Design of a Solid-State Electrochemical Methane Sensor Based on Laser-Induced Graphene

Abstract

Methane is a potent greenhouse gas with significant, yet largely unknown, emissions occurring across gas distribution networks and mining/extraction infrastructure. The development of low-cost, low-power electrochemical sensors could provide an inexpensive means to carry out distributed and easy sensing over the entire network and to identify leaks for rapid mitigation. In this work, a simple and cost-effective approach is proposed for developing electrochemical methane sensors which operate at room temperature with the highest reported sensitivity and response time.
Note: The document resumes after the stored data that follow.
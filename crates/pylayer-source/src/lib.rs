//! Python-scripted vector layer source.
//!
//! This crate lets a rendering engine read vector features from ANY backend
//! a Python author can reach: the engine drives the `VectorSource` seam, and
//! the adapter delegates every query to a small set of Python procedures.
//!
//! # Architecture
//!
//! ```text
//! Engine (Rust)                        Python
//! ┌───────────────────────┐           ┌─────────────────────┐
//! │ PyLayerSource         │           │ Backend procedures  │
//! │                       │   PyO3    │                     │
//! │ - open / close        │ ────────> │ layer_open          │
//! │ - which_shapes(rect)  │           │ geo_query           │
//! │ - next_shape          │ <──────── │ get_geometry        │
//! │ - get_shape(uid)      │   lists   │ get_attributes, ... │
//! └───────────────────────┘           └─────────────────────┘
//! ```
//!
//! # Python interface
//!
//! The backend implements seven procedures, optionally inside a module named
//! by the layer's `namespace` metadata:
//!
//! ```python
//! def layer_open(name): ...            # optional, best-effort
//! def get_items(): ...                 # -> list of field names
//! def geo_query(items): ...           # -> row count
//! def get_shape(): ...                # -> 0 or 1 rows, row id in layer.uid
//! def get_geometry(row): ...          # -> [[x, y, x, y, ...], ...]
//! def get_attributes(row): ...        # -> one value per declared item
//! def layer_close(): ...               # optional, best-effort
//! ```
//!
//! Before a procedure runs, the adapter publishes the layer context onto a
//! `layer` namespace object (`layer.data`, `layer.name`, `layer.type`, the
//! query `layer.rectangle`, the row `layer.uid`, ...), and a `meta` command
//! gives scripts read/write access to the layer's metadata table.

mod command;
pub mod error;
pub mod interpreter;
mod marshal;
mod meta;
pub mod source;
pub mod timefilter;

pub use error::{PyLayerError, PyLayerResult};
pub use interpreter::ScriptEnv;
pub use source::PyLayerSource;
use serde::{Deserialize, Serialize};

use crate::metadata::Metadata;

/// The configured feature type of a layer. Only point, line, and polygon
/// layers carry drawable geometry; the remaining types exist so a source can
/// report them symbolically.
#[derive(Debug, Clone, Copy, PartialEq, Eq, Serialize, Deserialize)]
#[serde(rename_all = "lowercase")]
pub enum LayerType {
    Point,
    Line,
    Polygon,
    Annotation,
    Query,
    Chart,
}

impl LayerType {
    pub fn as_str(&self) -> &'static str {
        match self {
            LayerType::Point => "point",
            LayerType::Line => "line",
            LayerType::Polygon => "polygon",
            LayerType::Annotation => "annotation",
            LayerType::Query => "query",
            LayerType::Chart => "chart",
        }
    }
}

impl std::fmt::Display for LayerType {
    fn fmt(&self, f: &mut std::fmt::Formatter<'_>) -> std::fmt::Result {
        f.write_str(self.as_str())
    }
}

/// A filter attached to a layer: either a plain string match or a parsed
/// filter expression.
#[derive(Debug, Clone, PartialEq, Eq)]
pub struct Expression {
    pub text: String,
    pub is_expression: bool,
}

impl Expression {
    pub fn string_match(text: impl Into<String>) -> Self {
        Self {
            text: text.into(),
            is_expression: false,
        }
    }

    pub fn expression(text: impl Into<String>) -> Self {
        Self {
            text: text.into(),
            is_expression: true,
        }
    }
}

/// The layer definition a data source adapter consumes: identification,
/// the data/connection specification, styling hooks, the metadata table,
/// and the item schema once a source has reported it.
#[derive(Debug, Clone)]
pub struct Layer {
    pub name: String,
    pub layer_type: LayerType,
    pub data: Option<String>,
    pub template: Option<String>,
    pub connection: Option<String>,
    pub plugin_library: Option<String>,
    pub filter_item: Option<String>,
    pub style_item: Option<String>,
    pub requires: Option<String>,
    pub label_requires: Option<String>,
    pub class_group: Option<String>,
    pub filter: Option<Expression>,
    /// Debug verbosity; higher values log more per-row detail.
    pub debug: i32,
    pub metadata: Metadata,
    /// The declared item (attribute field) names, in schema order.
    pub items: Vec<String>,
    /// Identity item-index array rebuilt whenever the schema changes.
    pub item_info: Vec<usize>,
}

impl Layer {
    pub fn new(name: impl Into<String>, layer_type: LayerType) -> Self {
        Self {
            name: name.into(),
            layer_type,
            data: None,
            template: None,
            connection: None,
            plugin_library: None,
            filter_item: None,
            style_item: None,
            requires: None,
            label_requires: None,
            class_group: None,
            filter: None,
            debug: 0,
            metadata: Metadata::new(),
            items: Vec::new(),
            item_info: Vec::new(),
        }
    }

    /// Install a new item schema, replacing any prior one, and rebuild the
    /// identity item-index array.
    pub fn set_items(&mut self, items: Vec<String>) {
        self.item_info = (0..items.len()).collect();
        self.items = items;
    }
}

#[cfg(test)]
mod tests {
    use super::*;

    #[test]
    fn set_items_rebuilds_item_info() {
        let mut layer = Layer::new("roads", LayerType::Line);
        layer.set_items(vec!["id".to_string(), "name".to_string()]);
        assert_eq!(layer.item_info, vec![0, 1]);
        layer.set_items(vec!["id".to_string()]);
        assert_eq!(layer.item_info, vec![0]);
    }

    #[test]
    fn layer_type_is_symbolic() {
        assert_eq!(LayerType::Polygon.as_str(), "polygon");
        assert_eq!(LayerType::Annotation.to_string(), "annotation");
    }
}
Laser-induced graphene (LIG) technology, which selectively carbonizes commercial polyimide films using a low-cost CO₂ laser cutting and patterning system is utilized. Interdigitated LIG electrodes are infiltrated with a dilute palladium (Pd) nanoparticle dispersion which distributes within and coats the high surface area LIG electrode. A pseudo-solid state electrolyte ionic liquid (IL)/polyvinylidene fluoride was painted onto the flexible cell resulting in a porous electrolyte structure which allows for rapid gas transport and improved three-phase contact between methane, IL and Pd. By subjecting the resulting sensors to methane in a gas flow cell, with off-gas analysis analyzed by Fourier transform infrared spectroscopy, the performance of the sensor over a wide range of operating conditions can be determined and the methane oxidation mechanism can be investigated. The optimized system provides a rapid response (less than 50 s) and high sensitivity (0.55 μA/ppm/cm²) enabling a ppb-level detection limit.